Thanks for live report Bud!


----------



## Bankin' On It (Feb 14, 2013)

Thanks Bud!


----------



## Flyingvranch (Mar 10, 2014)

Y'all are welcome! This evening I went a little further up Harmon Creek and I have to say that the water is not too bad really. I was short on daylight so I did not fish but the fish finder wasn't showing very much activity either.

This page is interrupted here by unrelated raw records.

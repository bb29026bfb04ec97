//! Geographic primitives — points, great-circle distance, proximity gate.
//!
//! Everything in here is pure and synchronous.  Nothing allocates, nothing
//! panics on bad input, and every type is `Copy`, so the evaluator can be
//! called from any number of threads without coordination.

pub mod proximity;

use core::fmt;

use serde::{Deserialize, Serialize};

pub use proximity::{Admission, ProximityReport, Verdict, Workspace, assess, evaluate};

/// Mean Earth radius in metres (spherical model).
pub const EARTH_RADIUS_M: f64 = 6_371_000.0;

/// Decimal places kept for latitude/longitude in stored records and UI.
pub const COORD_DECIMALS: i32 = 5;

/// Decimal places kept for altitude in stored records.
pub const ALTITUDE_DECIMALS: i32 = 2;

// ───────────────────────────────────────────────────────────────
// GeoPoint
// ───────────────────────────────────────────────────────────────

/// A position on the Earth's surface as reported by a location sensor.
#[derive(Debug, Clone, Copy, PartialEq, Serialize, Deserialize)]
pub struct GeoPoint {
    /// Degrees, −90..=90.
    pub latitude: f64,
    /// Degrees, −180..=180.
    pub longitude: f64,
    /// Metres above the reference ellipsoid, when the sensor reports one.
    #[serde(default)]
    pub altitude: Option<f64>,
}

impl GeoPoint {
    pub const fn new(latitude: f64, longitude: f64) -> Self {
        Self {
            latitude,
            longitude,
            altitude: None,
        }
    }

    #[must_use]
    pub fn with_altitude(mut self, altitude: f64) -> Self {
        self.altitude = Some(altitude);
        self
    }

    /// Check that every component is finite and inside its range.
    pub fn validate(&self) -> Result<(), InvalidInput> {
        if !self.latitude.is_finite() || !self.longitude.is_finite() {
            return Err(InvalidInput::NonFiniteCoordinate);
        }
        if !(-90.0..=90.0).contains(&self.latitude) {
            return Err(InvalidInput::LatitudeOutOfRange);
        }
        if !(-180.0..=180.0).contains(&self.longitude) {
            return Err(InvalidInput::LongitudeOutOfRange);
        }
        if self.altitude.is_some_and(|a| !a.is_finite()) {
            return Err(InvalidInput::NonFiniteAltitude);
        }
        Ok(())
    }

    /// Copy with latitude/longitude rounded to [`COORD_DECIMALS`].
    #[must_use]
    pub fn rounded(&self) -> Self {
        Self {
            latitude: round_to(self.latitude, COORD_DECIMALS),
            longitude: round_to(self.longitude, COORD_DECIMALS),
            altitude: self.altitude,
        }
    }
}

impl fmt::Display for GeoPoint {
    fn fmt(&self, f: &mut fmt::Formatter<'_>) -> fmt::Result {
        write!(f, "({:.5}, {:.5}", self.latitude, self.longitude)?;
        if let Some(alt) = self.altitude {
            write!(f, ", {alt:.2}m")?;
        }
        write!(f, ")")
    }
}

// ───────────────────────────────────────────────────────────────
// Invalid input taxonomy
// ───────────────────────────────────────────────────────────────

/// Why an input to the evaluator was rejected.  Never surfaces as an
/// error: the evaluator folds every variant into a denial.
#[derive(Debug, Clone, Copy, PartialEq, Eq)]
pub enum InvalidInput {
    NonFiniteCoordinate,
    LatitudeOutOfRange,
    LongitudeOutOfRange,
    NonFiniteAltitude,
    /// Radius is negative or not finite.
    InvalidRadius,
    /// Vertical tolerance is negative or not finite.
    InvalidTolerance,
}

impl InvalidInput {
    pub const fn message(self) -> &'static str {
        match self {
            Self::NonFiniteCoordinate => "coordinate is not finite",
            Self::LatitudeOutOfRange => "latitude outside -90..=90",
            Self::LongitudeOutOfRange => "longitude outside -180..=180",
            Self::NonFiniteAltitude => "altitude is not finite",
            Self::InvalidRadius => "radius must be a finite non-negative number",
            Self::InvalidTolerance => "vertical tolerance must be a finite non-negative number",
        }
    }
}

impl fmt::Display for InvalidInput {
    fn fmt(&self, f: &mut fmt::Formatter<'_>) -> fmt::Result {
        f.write_str(self.message())
    }
}

// ───────────────────────────────────────────────────────────────
// Distance
// ───────────────────────────────────────────────────────────────

/// Great-circle distance in metres between two points (Haversine).
///
/// Altitude is ignored.  Inputs are not validated; non-finite coordinates
/// propagate as NaN, which [`assess`] treats as invalid input.
pub fn haversine_distance(a: &GeoPoint, b: &GeoPoint) -> f64 {
    let phi1 = a.latitude.to_radians();
    let phi2 = b.latitude.to_radians();
    let d_phi = (b.latitude - a.latitude).to_radians();
    let d_lambda = (b.longitude - a.longitude).to_radians();

    let h = (d_phi / 2.0).sin().powi(2)
        + phi1.cos() * phi2.cos() * (d_lambda / 2.0).sin().powi(2);
    // Rounding can push h a hair outside [0, 1] for antipodal points.
    let h = h.clamp(0.0, 1.0);
    let c = 2.0 * h.sqrt().atan2((1.0 - h).sqrt());

    EARTH_RADIUS_M * c
}

/// Round `value` to `decimals` places, half away from zero.
pub fn round_to(value: f64, decimals: i32) -> f64 {
    let factor = 10f64.powi(decimals);
    (value * factor).round() / factor
}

On another note I am pretty appalled at the amount of garbage and bottles up and down the river banks deposited a few weeks ago during a high water event. Does this stuff wash down from The Dallas city dump? There are literally millions of water bottles, rubber balls, and just plain garbage strewn everywhere along just about every foot of river bank. I have never seen it so bad before.


----------



## Flyingvranch (Mar 10, 2014)

Well I am back home this afternoon after a fantastic weekend! First the fishing was slow. On Sat. the riverside area was full of boats trolling up and down everywhere and no one that I talked to was catching anything. A few juggers where out and where catching a few small cats. I put out 24 hooks on limb lines and did rather well. I used frozen goggle eye perch for bait. I caught one nice 7lb. blue and then this morning I caught a really nice solid 10lb. bluecat! .Neither had eggs. I also caught 6 smaller blues and channel cats. I caught several small yellow bass on minnows. In one of the photos you can see the cork just go underwater as the picture was taken!  The creeks and river where still pretty muddy. The water temp was 53 deg. and no shad was found by me anywhere. On Saturday morning when I took the picture of my boat on the bank, there was a good glaze of ice on the boat seat. On Sunday morning 24 hrs later I was back to wearing a tee shirt. Go figure Texas weather...I have included a few pictures for your amusement.


----------



## FISHROADIE (Apr 2, 2010)

Very nice trip I bet it was fun, at least you caught some. I know what you mean about the temps. I started out the other day with the heat on in the car, by the afternoon I had the A/C on. If the shad are there it wont be long and the fish will be to. The water temps are still a little chilly, all we need is one week of sunshine and that will change. Thanks for the report, cool adventure.


----------



## whsalum (Mar 4, 2013)

What's the old saying ---- A BAD DAY FISHING BEATS A GOOD DAY WORKING  Great pics and report. I know what you mean about the trash. Not many boaters throw it out


----------